On the right side, the para-tracheal nodal dissection (stations #2 and #4) is then performed. Sometimes a Harmonic scalpel may be used in patients with large amount of mediastinal fat for reducing bleeding and lymphatic leakage. Finally, one 32 Fr pleural drain is positioned through the camera port connected to a water seal device without suction for balancing the mediastinum.

Patients are usually awakened in the operative room. The chest drain is removed at the 3rd or 4th postoperative day if the mediastinum is balanced, and there is no bleeding.

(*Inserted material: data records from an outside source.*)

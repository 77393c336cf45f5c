//! Mixdown planning and export progress.
//!
//! A mixdown rebuilds the live topology in an offline context: every clip
//! of every track, through that track's pan and effective gain, into one
//! master. The solo/mute policy is evaluated once, up front, so the render
//! matches what live playback would let you hear.

use std::fmt;

use tracing::debug;

use crate::{
    config::EngineConfig,
    engine::{solo, track::Track},
    error::{EngineError, Result},
    graph::offline::{OfflineJob, OfflineTrack},
};

/// Latest clip end across all tracks, plus `tail` seconds.
pub fn total_duration(tracks: &[Track], tail: f64) -> f64 {
    tracks.iter().map(Track::end_time).fold(0.0, f64::max) + tail
}

/// Snapshot the tracks into a self-contained render job.
pub fn plan(tracks: &[Track], config: &EngineConfig) -> Result<OfflineJob> {
    let total = total_duration(tracks, config.tail_seconds);
    if total <= config.tail_seconds {
        return Err(EngineError::NothingToRender);
    }

    let any_solo = solo::has_solo(tracks);
    let frames = (total * config.render_sample_rate as f64).floor() as usize;
    let tracks = tracks
        .iter()
        .map(|track| OfflineTrack {
            pan: track.pan(),
            gain: solo::effective_gain(track, any_solo),
            clips: track
                .clips()
                .iter()
                .map(|clip| (clip.buffer().clone(), clip.start_time()))
                .collect(),
        })
        .collect();

    debug!(duration = total, frames, "mixdown planned");
    Ok(OfflineJob {
        sample_rate: config.render_sample_rate,
        channels: config.render_channels as usize,
        frames,
        tracks,
    })
}

#[derive(Debug, Clone, Copy, PartialEq, Eq)]
pub enum ExportStage {
    Preparing,
    Routing,
    Rendering,
    Encoding,
    Done,
}

impl ExportStage {
    pub fn percent(self) -> u8 {
        match self {
            Self::Preparing => 0,
            Self::Routing => 20,
            Self::Rendering => 50,
            Self::Encoding => 80,
            Self::Done => 100,
        }
    }
}

impl fmt::Display for ExportStage {
    fn fmt(&self, f: &mut fmt::Formatter<'_>) -> fmt::Result {
        f.write_str(match self {
            Self::Preparing => "preparing tracks",
            Self::Routing => "routing tracks",
            Self::Rendering => "rendering mixdown",
            Self::Encoding => "encoding WAV",
            Self::Done => "export complete",
        })
    }
}

#[derive(Debug, Clone, Copy, PartialEq, Eq)]
pub struct ExportProgress {
    pub stage: ExportStage,
    pub percent: u8,
}

impl From<ExportStage> for ExportProgress {
    fn from(stage: ExportStage) -> Self {
        Self {
            stage,
            percent: stage.percent(),
        }
    }
}
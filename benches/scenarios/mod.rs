//! Real-world scenario benchmarks.
//!
//! These model an actual session: several tracks of clips through the live
//! mixer, and the full render + encode path of an export.

mod export;
mod mixer;

pub use export::bench_export;
pub use mixer::bench_mixer;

A review of the English literature has been performed and a total of eleven robotic pneumonectomies have been attempted and only eight were completed by using robotic assistance (15-21) (Table 1). All the reported cases are case reports. The largest series is that one published by Galetta reporting 4 cases: 3 left and 1 right sided (19). Giulianotti (17) reported two conversions: one for “oncologic reasons”, and the other for a right sided pulmonary artery. Vidanapathirana reported the case of a female patient who was set up as a robotic sleeve resection but due to the intraoperative evidence of an extended tumor it was converted to a robotic pneumonectomy. This intervention was performed by a subxiphoid approach (20).

Table 1
Table 1 Overview of studies concerning robotic pneumonectomy.
Full table

From a technical point of view, we think that the lateral position allows a better exposure of the pulmonary veins and artery during dissection and resection. We use an utility thoracotomy and do not use CO2. In our opinion, the utility thoracotomy is useful for different reasons: (I) it allows the assistant surgeon to directly aspirate fluids like blood and steam produced during coagulation; (II) it allows to bring in and take out the pleural cavity the removed lymph nodes and the gauzes used during the intervention, and, finally, (III) in case of a vascular injury and bleeding, it offers the possibility to control directly the surgical field from outside by the assistant surgeon.

In the first case of robotic pneumonectomy that we performed, we transected as first step the pulmonary veins and this determined a whole congestion of the lung rendering the procedure difficult due to the difficulties to move the lung. In the other 3 cases, we resected as first step the superior pulmonary vein, then the main pulmonary artery, and finally the inferior pulmonary vein avoiding the lung congestion and allowing to complete easily the procedure without technical inconveniences and with a reduction of the operative time.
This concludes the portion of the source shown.